The band played their final shows in June and July 2014

==Musical style and influence==
The band has often described themselves as being "basically a pop punk band with a horn section". The band is credited for their incorporation of ska and reggae influences into their music, their music has been considered pop-punk, incorporating "punk guitar riffs and a sax and trumpet accompaniment". Their ska punk influence is found in their use of brass instrumentation like saxophones, trombones and trumpets and their ska inspired horn lines and harmonies. Lyrically the band often features tongue-in-cheek lyrics, akin to many pop punk bands. Lyrical themes found through the music all relate to staying positive complicated relationships and "guy meets girl" scenarios. Kids Can't Fly utilises several vocalists in their music.
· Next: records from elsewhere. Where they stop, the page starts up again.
//! Adapts a [`FileLikeObject`] to `std::io::{Read, Seek}` so archive
//! crates (`tar`, `zip`) that want a concrete `Read + Seek` reader can be
//! pointed directly at any back end in the resolver chain, instead of
//! requiring their own file handle.

use std::io::{self, Read, Seek, SeekFrom};
use std::sync::{Arc, Mutex};

use super::file_like::FileLikeObject;

fn to_io_error(error: crate::error::Error) -> io::Error {
    io::Error::new(io::ErrorKind::Other, error.to_string())
}

/// A `Read + Seek` view over a shared [`FileLikeObject`]. Cloning shares
/// the same underlying cursor (through the `Mutex`), so two archive
/// readers built over the same `Arc` interleave reads rather than race.
pub struct FileObjectCursor {
    inner: Arc<Mutex<dyn FileLikeObject>>,
}

impl FileObjectCursor {
    pub fn new(inner: Arc<Mutex<dyn FileLikeObject>>) -> Self {
        FileObjectCursor { inner }
    }
}

impl Read for FileObjectCursor {
    fn read(&mut self, buf: &mut [u8]) -> io::Result<usize> {
        let mut guard = self.inner.lock().unwrap();
        let data = guard.read(buf.len() as u64).map_err(to_io_error)?;
        buf[..data.len()].copy_from_slice(&data);
        Ok(data.len())
    }
}

impl Seek for FileObjectCursor {
    fn seek(&mut self, pos: SeekFrom) -> io::Result<u64> {
        let mut guard = self.inner.lock().unwrap();
        guard.seek(pos).map_err(to_io_error)
    }
}
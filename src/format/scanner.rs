//! The multi-signature format scanner (spec.md §4.3).
//!
//! Builds one Aho–Corasick automaton over every registered signature's
//! pattern and streams the scan windows of a file-like object through it.
//! Matches are validated against each signature's offset constraint
//! before being reported: positive offsets must land exactly there,
//! negative offsets are measured from the end of the stream, and
//! unbounded (`None`) offsets only need to fall inside the scanned
//! window.
//!
//! `OffsetBoundScanner` (spec.md "Offset-bound scanner") is the stricter
//! variant the analyzer uses for file-system/volume-system formats, all
//! of which define a precise header offset: it discards any candidate
//! whose signature has no explicit offset.

use aho_corasick::AhoCorasick;

use super::store::SpecificationStore;
use crate::definitions::DEFAULT_SCAN_WINDOW;
use crate::error::{Error, FormatError};
use crate::io::FileLikeObject;

/// One scan match: the signature that matched, and the absolute offset in
/// the stream at which it matched.
#[derive(Debug, Clone)]
pub struct ScanResult {
    pub identifier: String,
    pub offset: u64,
}

/// Scans a byte buffer (already materialized) for the given scan window.
/// Separated from the file-object scan so its offset math is unit
/// testable without constructing a [`FileLikeObject`].
fn offset_matches(signature_offset: Option<i64>, match_offset: u64, total_size: u64, bound_only: bool) -> bool {
    match signature_offset {
        Some(offset) if offset >= 0 => match_offset == offset as u64,
        Some(offset) => {
            let magnitude = offset.unsigned_abs();
            total_size >= magnitude && match_offset == total_size - magnitude
        }
        None => !bound_only,
    }
}

fn build_automaton(store: &SpecificationStore) -> Result<(AhoCorasick, Vec<String>), FormatError> {
    let mut patterns = Vec::new();
    let mut identifiers = Vec::new();
    for specification in store.specifications() {
        for signature in &specification.signatures {
            patterns.push(signature.pattern.clone());
            identifiers.push(
                signature
                    .identifier
                    .clone()
                    .unwrap_or_else(|| specification.identifier.clone()),
            );
        }
    }

    let automaton = AhoCorasick::new(&patterns)
        .map_err(|err| FormatError(format!("failed to build scanner automaton: {err}")))?;
    Ok((automaton, identifiers))
}

/// Reads up to `window` bytes from the start, and up to `window` bytes
/// from the end (deduplicated if the stream is small enough that the two
/// windows overlap), returning `(bytes, offset_of_first_byte)` pairs.
fn read_scan_windows(file_object: &mut dyn FileLikeObject, window: u64) -> Result<Vec<(Vec<u8>, u64)>, Error> {
    let size = file_object.size()?;
    if size == 0 {
        return Ok(Vec::new());
    }

    if size <= window.saturating_mul(2) {
        file_object.seek(std::io::SeekFrom::Start(0))?;
        let mut buf = vec![0u8; size as usize];
        file_object.read_exact_best_effort(&mut buf)?;
        return Ok(vec![(buf, 0)]);
    }

    file_object.seek(std::io::SeekFrom::Start(0))?;
    let mut head = vec![0u8; window as usize];
    file_object.read_exact_best_effort(&mut head)?;

    let tail_offset = size - window;
    file_object.seek(std::io::SeekFrom::Start(tail_offset))?;
    let mut tail = vec![0u8; window as usize];
    file_object.read_exact_best_effort(&mut tail)?;

    Ok(vec![(head, 0), (tail, tail_offset)])
}

fn scan_windows(
    store: &SpecificationStore,
    file_object: &mut dyn FileLikeObject,
    window: u64,
    bound_only: bool,
) -> Result<Vec<ScanResult>, Error> {
    if store.is_empty() {
        return Ok(Vec::new());
    }

    let (automaton, identifiers) = build_automaton(store)?;
    let total_size = file_object.size()?;
    let windows = read_scan_windows(file_object, window)?;

    let mut results = Vec::new();
    for (buffer, base_offset) in windows {
        for matched in automaton.find_iter(&buffer) {
            let signature_identifier = &identifiers[matched.pattern().as_usize()];
            let specification = store
                .specification_by_signature(signature_identifier)
                .ok_or_else(|| FormatError(format!("dangling signature identifier {signature_identifier}")))?;
            let signature_offset = specification
                .signatures
                .iter()
                .find(|sig| sig.identifier.as_deref() == Some(signature_identifier.as_str()))
                .and_then(|sig| sig.offset);

            let match_offset = base_offset + matched.start() as u64;
            if offset_matches(signature_offset, match_offset, total_size, bound_only) {
                results.push(ScanResult { identifier: specification.identifier.clone(), offset: match_offset });
            }
        }
    }

    results.sort_by(|a, b| a.identifier.cmp(&b.identifier).then(a.offset.cmp(&b.offset)));
    results.dedup_by(|a, b| a.identifier == b.identifier && a.offset == b.offset);
    Ok(results)
}

/// General multi-signature scanner: accepts unbounded (offset-less)
/// signatures as matching anywhere within the scan window.
pub struct Scanner<'a> {
    store: &'a SpecificationStore,
    window: u64,
}

impl<'a> Scanner<'a> {
    pub fn new(store: &'a SpecificationStore) -> Self {
        Scanner { store, window: DEFAULT_SCAN_WINDOW }
    }

    pub fn with_window(mut self, window: u64) -> Self {
        self.window = window;
        self
    }

    pub fn scan_file_object(&self, file_object: &mut dyn FileLikeObject) -> Result<Vec<ScanResult>, Error> {
        scan_windows(self.store, file_object, self.window, false)
    }
}

/// Offset-bound scanner (spec.md "Offset-bound scanner"): used by the
/// analyzer for categories where every candidate format defines a precise
/// header offset. Signatures without an explicit offset never match.
pub struct OffsetBoundScanner<'a> {
    store: &'a SpecificationStore,
    window: u64,
}

impl<'a> OffsetBoundScanner<'a> {
    pub fn new(store: &'a SpecificationStore) -> Self {
        OffsetBoundScanner { store, window: DEFAULT_SCAN_WINDOW }
    }

    pub fn scan_file_object(&self, file_object: &mut dyn FileLikeObject) -> Result<Vec<ScanResult>, Error> {
        scan_windows(self.store, file_object, self.window, true)
    }
}

/// Helper used by the scanner to fill a buffer, tolerating a short last
/// read at end-of-stream (a scan window may legitimately run past EOF).
pub(crate) trait ReadExactBestEffort {
    fn read_exact_best_effort(&mut self, buf: &mut Vec<u8>) -> Result<(), Error>;
}

impl<T: FileLikeObject + ?Sized> ReadExactBestEffort for T {
    fn read_exact_best_effort(&mut self, buf: &mut Vec<u8>) -> Result<(), Error> {
        let read = self.read(buf.len() as u64)?;
        let n = read.len();
        buf.truncate(n);
        buf.copy_from_slice(&read);
        Ok(())
    }
}

#[cfg(test)]
mod tests {
    use super::*;
    use crate::format::signature::Specification;
    use crate::io::bounded::InMemoryFileObject;

    fn sample_store() -> SpecificationStore {
        let mut store = SpecificationStore::new();
        store
            .add_specification(Specification::new("GZIP").with_signature(vec![0x1f, 0x8b], Some(0)))
            .unwrap();
        store
            .add_specification(
                Specification::new("TAR").with_signature(b"ustar".to_vec(), Some(257)),
            )
            .unwrap();
        store
    }

    #[test]
    fn scans_signature_at_registered_offset() {
        let store = sample_store();
        let scanner = Scanner::new(&store);
        let mut data = vec![0u8; 257];
        data.extend_from_slice(b"ustar  \x00");
        data.extend(std::iter::repeat(0u8).take(64));
        let mut file_object = InMemoryFileObject::new(data);

        let results = scanner.scan_file_object(&mut file_object).unwrap();
        assert!(results.iter().any(|r| r.identifier == "TAR" && r.offset == 257));
    }

    #[test]
    fn finds_nothing_when_no_signature_present() {
        let store = sample_store();
        let scanner = Scanner::new(&store);
        let mut file_object = InMemoryFileObject::new(vec![0u8; 512]);
        assert!(scanner.scan_file_object(&mut file_object).unwrap().is_empty());
    }

    #[test]
    fn offset_bound_scanner_ignores_unbound_signatures() {
        let mut store = SpecificationStore::new();
        store
            .add_specification(Specification::new("ANY").with_signature(b"marker".to_vec(), None))
            .unwrap();
        let scanner = OffsetBoundScanner::new(&store);
        let mut file_object = InMemoryFileObject::new(b"xxxmarkerxxx".to_vec());
        assert!(scanner.scan_file_object(&mut file_object).unwrap().is_empty());
    }

    #[test]
    fn general_scanner_accepts_unbound_signatures_in_window() {
        let mut store = SpecificationStore::new();
        store
            .add_specification(Specification::new("ANY").with_signature(b"marker".to_vec(), None))
            .unwrap();
        let scanner = Scanner::new(&store);
        let mut file_object = InMemoryFileObject::new(b"xxxmarkerxxx".to_vec());
        let results = scanner.scan_file_object(&mut file_object).unwrap();
        assert_eq!(results.len(), 1);
        assert_eq!(results[0].identifier, "ANY");
    }

    #[test]
    fn negative_offset_is_measured_from_the_end() {
        let mut store = SpecificationStore::new();
        store
            .add_specification(Specification::new("TRAILER").with_signature(b"END".to_vec(), Some(-3)))
            .unwrap();
        let scanner = Scanner::new(&store);
        let mut file_object = InMemoryFileObject::new(b"0123456789END".to_vec());
        let results = scanner.scan_file_object(&mut file_object).unwrap();
        assert_eq!(results.len(), 1);
        assert_eq!(results[0].offset, 10);
    }
}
The band's primary influences shifted with their style, initially taking influence from Reel Big Fish and Less Than Jake, but then taking more prominent influence from Four Year Strong and Fall Out Boy. The band believes that the responsibility for the stylistic change from straight up ska punk was due to the continuous membership change in their early development. The band has stated that if they ever had a chance to tour with bigger bands it would be with either Fall Out Boy, Four Year Strong or Zebrahead. Fall Out Boy's influence on the band has been noted especially in both the fact that Robin Black's vocals resemble and are influenced by Patrick Stump's, while also being nicknamed by critics as "English Fall Out Boy" and a "Four Year Strong with horns". Black's signing style is considered distinct as his accent influences his singing.

==Members==
- Current Members
- Robin Black – lead vocals & guitar (2006–present)
- Tom Dowd – bass guitar & vocals (2012–present)
- Dan Parkinson – guitar (2011–present)
- Dave Matthews – saxophone (2006–present)
- Scott Wilson – drums (2006–2011; 2012–present)
- Chris Booroff – trumpet (2012–present)

- Former Members
- Drew Comley – bass guitar & vocals (2006–2011)
- Ryan Stanikk – trombone (2006–2011)
- Jay Havelock – (2006–????)
- Dave Ramsey – trumpet (2006–2008)
- Ben Marion – saxophone (2006–2008)
- Ash – Drums (2011–2012)

- Elliott Langford – bass guitar & vocals (2011–2012)
- Josh Roe – Trumpet (2009)
- Geraint 'Mitzy' Owen – saxophone (2006)

==Discography==
- Extended Plays
- The Take Off EP (Self-released, 2006)
- No Joy for the Jealous (Self-released, 2007)
- Strength in Numbers (Self-released, 2010)
- Northern Horizons (Self-released, 2012)

- Albums
- Untitled (2013)

- Singles
- Everyone (2010)
- She Called Shotgun / Heartstrong (2010)
- Esmeralda (2011)
- Stick To Your Guns (2012)

- Compilations
- Lazy Bear's Definitive Guide to Pop-Punk 2011 (Lazy Bear Records, 2011), contributed Esmeralda.